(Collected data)

- - - - - - -

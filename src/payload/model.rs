use std::collections::BTreeMap;

use crate::foundation::error::BakeResult;

/// Tail appended after the last lyric when song bounds have to be derived.
const DERIVED_TAIL_SECS: f64 = 1.0;

#[derive(Clone, Debug, Default, PartialEq, serde::Serialize, serde::Deserialize)]
#[serde(rename_all = "camelCase")]
/// Complete, already time-aligned input to a bake.
///
/// The payload is read-only for the whole bake. Every field except `lines` is optional and
/// degrades to a simpler rendering path when absent.
pub struct Payload {
    /// Lyric lines in playback order.
    #[serde(default)]
    pub lines: Vec<LyricLine>,
    /// Word-level timestamps in playback order. Empty means whole-line rendering.
    #[serde(default)]
    pub words: Vec<WordTiming>,
    /// Beat grid supplied by the upstream analysis.
    #[serde(default)]
    pub beat_grid: BeatGrid,
    /// Directorial metadata parameterizing the bake.
    #[serde(default)]
    pub cinematic_direction: Option<CinematicDirection>,
    /// Ordered hex colors: `[background, text, accent, glow, ...]`.
    #[serde(default)]
    pub palette: Vec<String>,
    /// Song start in seconds.
    #[serde(default)]
    pub song_start: f64,
    /// Song end in seconds. Values `<= song_start` are derived from the lyric timing.
    #[serde(default)]
    pub song_end: f64,
}

#[derive(Clone, Debug, Default, PartialEq, serde::Serialize, serde::Deserialize)]
/// One lyric line with its display window in seconds.
pub struct LyricLine {
    /// Display text.
    pub text: String,
    /// Start time in seconds.
    pub start: f64,
    /// End time in seconds.
    pub end: f64,
}

#[derive(Clone, Debug, Default, PartialEq, serde::Serialize, serde::Deserialize)]
/// One sung word with its timing in seconds.
pub struct WordTiming {
    /// Word text as transcribed (punctuation included).
    pub word: String,
    /// Start time in seconds.
    pub start: f64,
    /// End time in seconds.
    pub end: f64,
}

#[derive(Clone, Debug, Default, PartialEq, serde::Serialize, serde::Deserialize)]
/// Beat timestamps plus tempo.
pub struct BeatGrid {
    /// Tempo in beats per minute. Used to synthesize beats when `beats` is empty.
    #[serde(default)]
    pub bpm: f64,
    /// Ascending beat timestamps in seconds.
    #[serde(default)]
    pub beats: Vec<f64>,
}

#[derive(Clone, Debug, Default, PartialEq, serde::Serialize, serde::Deserialize)]
#[serde(rename_all = "camelCase")]
/// Hierarchical directorial metadata.
pub struct CinematicDirection {
    /// Song-wide defaults and mood inputs.
    #[serde(default)]
    pub defaults: SongDefaults,
    /// Sections with time-ratio bounds and optional overrides.
    #[serde(default)]
    pub chapters: Vec<Chapter>,
    /// Per-word directives keyed by normalized word text.
    #[serde(default)]
    pub word_directives: BTreeMap<String, WordDirective>,
    /// Per-line storyboard notes.
    #[serde(default)]
    pub storyboard: Vec<StoryboardBeat>,
    /// Tension over time-ratio, linearly interpolated.
    #[serde(default)]
    pub tension_curve: Vec<TensionPoint>,
}

#[derive(Clone, Debug, Default, PartialEq, serde::Serialize, serde::Deserialize)]
#[serde(rename_all = "camelCase")]
/// Song-level defaults. Every tag falls back to a built-in value when absent or unknown.
pub struct SongDefaults {
    /// Continuous energy input in `[0, 1]` used to pick a motion profile.
    #[serde(default)]
    pub heat: Option<f64>,
    /// Categorical beat reaction (`pulse`, `slam`, `bounce`, `glitch`, ...).
    #[serde(default)]
    pub beat_response: Option<String>,
    /// Explicit style layer shared with chapter overrides.
    #[serde(flatten)]
    pub style: StyleOverrides,
}

#[derive(Clone, Debug, Default, PartialEq, serde::Serialize, serde::Deserialize)]
/// Optional style tags. Used for song defaults and chapter overrides alike.
pub struct StyleOverrides {
    /// Motion profile tag.
    #[serde(default)]
    pub motion: Option<String>,
    /// Typography tag.
    #[serde(default)]
    pub typography: Option<String>,
    /// Named palette tag.
    #[serde(default)]
    pub palette: Option<String>,
    /// Atmosphere (particle system) tag.
    #[serde(default)]
    pub atmosphere: Option<String>,
    /// Texture (post-process) tag.
    #[serde(default)]
    pub texture: Option<String>,
    /// Camera shot tag.
    #[serde(default)]
    pub shot: Option<String>,
    /// Entry style tag applied to every word in scope.
    #[serde(default)]
    pub entry: Option<String>,
    /// Behavior style tag applied to every word in scope.
    #[serde(default)]
    pub behavior: Option<String>,
    /// Exit style tag applied to every word in scope.
    #[serde(default)]
    pub exit: Option<String>,
}

#[derive(Clone, Debug, Default, PartialEq, serde::Serialize, serde::Deserialize)]
#[serde(rename_all = "camelCase")]
/// A song section bounded by time ratios in `[0, 1]`.
pub struct Chapter {
    /// Section title, informational only.
    #[serde(default)]
    pub title: String,
    /// Inclusive start as a fraction of the song duration.
    pub start_ratio: f64,
    /// Exclusive end as a fraction of the song duration.
    pub end_ratio: f64,
    /// Overrides in effect while the chapter is active.
    #[serde(default)]
    pub overrides: StyleOverrides,
}

#[derive(Clone, Debug, Default, PartialEq, serde::Serialize, serde::Deserialize)]
#[serde(rename_all = "camelCase")]
/// Explicit per-word direction. Highest priority layer.
pub struct WordDirective {
    /// Entry style tag.
    #[serde(default)]
    pub entry: Option<String>,
    /// Behavior style tag.
    #[serde(default)]
    pub behavior: Option<String>,
    /// Exit style tag.
    #[serde(default)]
    pub exit: Option<String>,
    /// Semantic metaphor tag (`fire`, `ice`, ...).
    #[serde(default)]
    pub metaphor: Option<String>,
    /// Hex color override.
    #[serde(default)]
    pub color: Option<String>,
    /// Emphasis level, clamped to `1..=5`.
    #[serde(default)]
    pub emphasis: Option<u8>,
    /// Render fading echoes trailing the word.
    #[serde(default)]
    pub ghost_trail: bool,
    /// Reveal the word letter by letter.
    #[serde(default)]
    pub letter_sequence: bool,
}

#[derive(Clone, Debug, Default, PartialEq, serde::Serialize, serde::Deserialize)]
#[serde(rename_all = "camelCase")]
/// Storyboard note for one lyric line.
pub struct StoryboardBeat {
    /// Index into [`Payload::lines`].
    pub line_index: usize,
    /// Word of the line to push in emphasis.
    #[serde(default)]
    pub hero_word: Option<String>,
    /// Camera shot tag while the line is active.
    #[serde(default)]
    pub shot: Option<String>,
}

#[derive(Clone, Copy, Debug, Default, PartialEq, serde::Serialize, serde::Deserialize)]
/// A point on the tension curve.
pub struct TensionPoint {
    /// Position as a fraction of the song duration.
    pub ratio: f64,
    /// Tension in `[0, 1]`.
    pub tension: f64,
}

impl Payload {
    /// Decode a payload from JSON text.
    pub fn from_json_str(s: &str) -> BakeResult<Self> {
        Ok(serde_json::from_str(s)?)
    }

    /// Decode a payload from JSON bytes.
    pub fn from_json_slice(bytes: &[u8]) -> BakeResult<Self> {
        Ok(serde_json::from_slice(bytes)?)
    }

    /// Effective `(start, end)` song bounds in seconds.
    ///
    /// Explicit bounds win when they form a non-empty range; otherwise the range spans the lyric
    /// timing plus a short tail. A payload with no timing at all yields `(0, 0)`.
    pub fn bounds(&self) -> (f64, f64) {
        let (start, end) = (self.song_start, self.song_end);
        if start.is_finite() && end.is_finite() && end > start {
            return (start, end);
        }

        let mut lo = f64::INFINITY;
        let mut hi = f64::NEG_INFINITY;
        let spans = self
            .lines
            .iter()
            .map(|l| (l.start, l.end))
            .chain(self.words.iter().map(|w| (w.start, w.end)));
        for (s, e) in spans {
            if s.is_finite() {
                lo = lo.min(s);
            }
            if e.is_finite() {
                hi = hi.max(e);
            }
        }
        if !lo.is_finite() || !hi.is_finite() {
            return (0.0, 0.0);
        }
        let lo = if start.is_finite() { start.min(lo) } else { lo };
        (lo, hi.max(lo) + DERIVED_TAIL_SECS)
    }

    /// Shared cinematic direction, or an empty one.
    pub fn direction(&self) -> std::borrow::Cow<'_, CinematicDirection> {
        match &self.cinematic_direction {
            Some(d) => std::borrow::Cow::Borrowed(d),
            None => std::borrow::Cow::Owned(CinematicDirection::default()),
        }
    }
}

#[cfg(test)]
#[path = "../../tests/unit/payload/model.rs"]
mod tests;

- - - - - - -

• _WHAT TO DO_
Look through the entries above and report each line where the string "lines" occurs.

• _ANSWER TO THE PROBLEM_
/// The payload is read-only for the whole bake. Every field except `lines` is optional and
    /// Lyric lines in playback order.
    pub lines: Vec<LyricLine>,
    /// Index into [`Payload::lines`].
            .lines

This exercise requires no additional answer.